Introduction To Machine Learning

Aditya Ranjan Behera
7 min readDec 28, 2020

--

What is Machine Learning?

Imagine you are learning cricket. In the first attempt, you miss the wicket with a wide-angle, but after several numbers of attempts, you are able to target the wicket. This happens because your brain learning from the previous activity and make changes. This is exactly happening with the machine then it is known as Machine Learning. In the machine, learning machine learns from its train dataset. This can now be achieved by data analytics and artificial intelligence.

In general, “machine learning is a branch of Artificial Intelligence that provides the computer system with the ability to progressively learn and improves its performance on handling various tasks without being explicitly programmed to perform all the tasks”.

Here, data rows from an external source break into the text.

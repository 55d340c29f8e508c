//! Scenario files: one JSON document describing a complete wizard run.
//!
//! ```json
//! {
//!   "end_date": "2026-03-20",
//!   "history_csv": "filtered.csv",
//!   "variables": ["inflation_ffr", "sentiment_vix"],
//!   "tariffs": ["start_tariff_72"],
//!   "levels": [{ "group": "inflation_ffr", "cadence": "three-months", "series": { ... } }],
//!   "events": [{ "category": "start_tariff_72", "date": "2025-04-02" }],
//!   "current_curve": { "maturities": [2, 3, 5, 7, 10, 20], "yields": [...] }
//! }
//! ```
//!
//! Relative `history_csv` paths are resolved against the scenario's directory.

use std::collections::BTreeSet;
use std::fs::File;
use std::path::{Path, PathBuf};

use chrono::NaiveDate;
use serde::{Deserialize, Serialize};

use crate::calendar::default_start;
use crate::domain::VariableGroup;
use crate::error::AppError;
use crate::table::events::TariffEvent;
use crate::table::levels::LevelInput;
use crate::table::schema::Selection;

/// An observed `(maturity, yield)` set.
#[derive(Debug, Clone, PartialEq, Serialize, Deserialize)]
pub struct ObservedCurve {
    pub maturities: Vec<f64>,
    pub yields: Vec<f64>,
}

#[derive(Debug, Clone, PartialEq, Serialize, Deserialize)]
pub struct Scenario {
    #[serde(default, skip_serializing_if = "Option::is_none")]
    pub start_date: Option<NaiveDate>,
    pub end_date: NaiveDate,
    #[serde(default, skip_serializing_if = "Option::is_none")]
    pub history_csv: Option<PathBuf>,
    #[serde(default)]
    pub variables: BTreeSet<VariableGroup>,
    #[serde(default)]
    pub tariffs: BTreeSet<String>,
    #[serde(default)]
    pub levels: Vec<LevelInput>,
    #[serde(default)]
    pub events: Vec<TariffEvent>,
    #[serde(default, skip_serializing_if = "Option::is_none")]
    pub current_curve: Option<ObservedCurve>,
    /// Date at which the forecast curve is read; defaults to the last business day.
    #[serde(default, skip_serializing_if = "Option::is_none")]
    pub target_date: Option<NaiveDate>,
    #[serde(default)]
    pub zero_means_missing: bool,
}

impl Scenario {
    pub fn start(&self) -> NaiveDate {
        self.start_date.unwrap_or_else(default_start)
    }

    pub fn selection(&self) -> Selection {
        Selection {
            groups: self.variables.clone(),
            tariffs: self.tariffs.clone(),
        }
    }
}

pub fn load_scenario(path: &Path) -> Result<Scenario, AppError> {
    let file = File::open(path)
        .map_err(|e| AppError::input(format!("Failed to open scenario '{}': {e}", path.display())))?;
    let mut scenario: Scenario = serde_json::from_reader(file)
        .map_err(|e| AppError::input(format!("Invalid scenario JSON '{}': {e}", path.display())))?;

    if let Some(csv) = &scenario.history_csv {
        if csv.is_relative() {
            if let Some(dir) = path.parent() {
                scenario.history_csv = Some(dir.join(csv));
            }
        }
    }
    Ok(scenario)
}

pub fn write_scenario(path: &Path, scenario: &Scenario) -> Result<(), AppError> {
    let file = File::create(path)
        .map_err(|e| AppError::input(format!("Failed to create scenario '{}': {e}", path.display())))?;
    serde_json::to_writer_pretty(file, scenario)
        .map_err(|e| AppError::input(format!("Failed to write scenario JSON: {e}")))?;
    Ok(())
}

#[cfg(test)]
mod tests {
    use super::*;
    use crate::domain::{Cadence, MacroSeries};

    #[test]
    fn parses_minimal_and_full_documents() {
        let minimal: Scenario = serde_json::from_str(r#"{"end_date":"2025-12-31"}"#).unwrap();
        assert_eq!(minimal.start(), default_start());
        assert!(minimal.selection().groups.is_empty());
        assert!(!minimal.zero_means_missing);

        let json = r#"{
            "end_date": "2025-12-31",
            "variables": ["m1_supply"],
            "tariffs": ["start_tariff_72"],
            "levels": [{
                "group": "m1_supply",
                "cadence": "six-months",
                "series": { "m1_supply": { "baseline": 18000.0,
                    "values": { "2025-03-21": 18050.0, "2025-09-22": null } } }
            }],
            "events": [{ "category": "start_tariff_72", "date": "2025-04-02" }],
            "zero_means_missing": true
        }"#;
        let s: Scenario = serde_json::from_str(json).unwrap();
        assert_eq!(s.levels[0].cadence, Cadence::SixMonths);
        let m1 = &s.levels[0].series[&MacroSeries::M1Supply];
        assert_eq!(m1.values.len(), 2);
        assert_eq!(m1.values.values().filter(|v| v.is_none()).count(), 1);
        assert_eq!(s.events.len(), 1);
    }

    #[test]
    fn relative_history_path_follows_scenario_dir() {
        let dir = tempfile::tempdir().unwrap();
        let path = dir.path().join("scenario.json");
        std::fs::write(&path, r#"{"end_date":"2025-06-30","history_csv":"hist.csv"}"#).unwrap();
        let s = load_scenario(&path).unwrap();
        assert_eq!(s.history_csv, Some(dir.path().join("hist.csv")));
    }

    #[test]
    fn invalid_json_is_an_input_error() {
        let dir = tempfile::tempdir().unwrap();
        let path = dir.path().join("bad.json");
        std::fs::write(&path, "{").unwrap();
        assert_eq!(load_scenario(&path).unwrap_err().exit_code(), 2);
    }
}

Why we need Machine Learning?

“Just as electricity transformed almost everything 100 years ago, today I actually have a hard time thinking of an industry that I don’t think AI will transform in the next several years.” — — — Andrew Ng

Data is the lifeblood of all the organizations. Data-driven decisions increasingly make the difference between keeping up with the competition or falling further behind. Machine learning can be the key to unlocking the value of corporate and customer data and enacting decisions that keep a company ahead of the competition.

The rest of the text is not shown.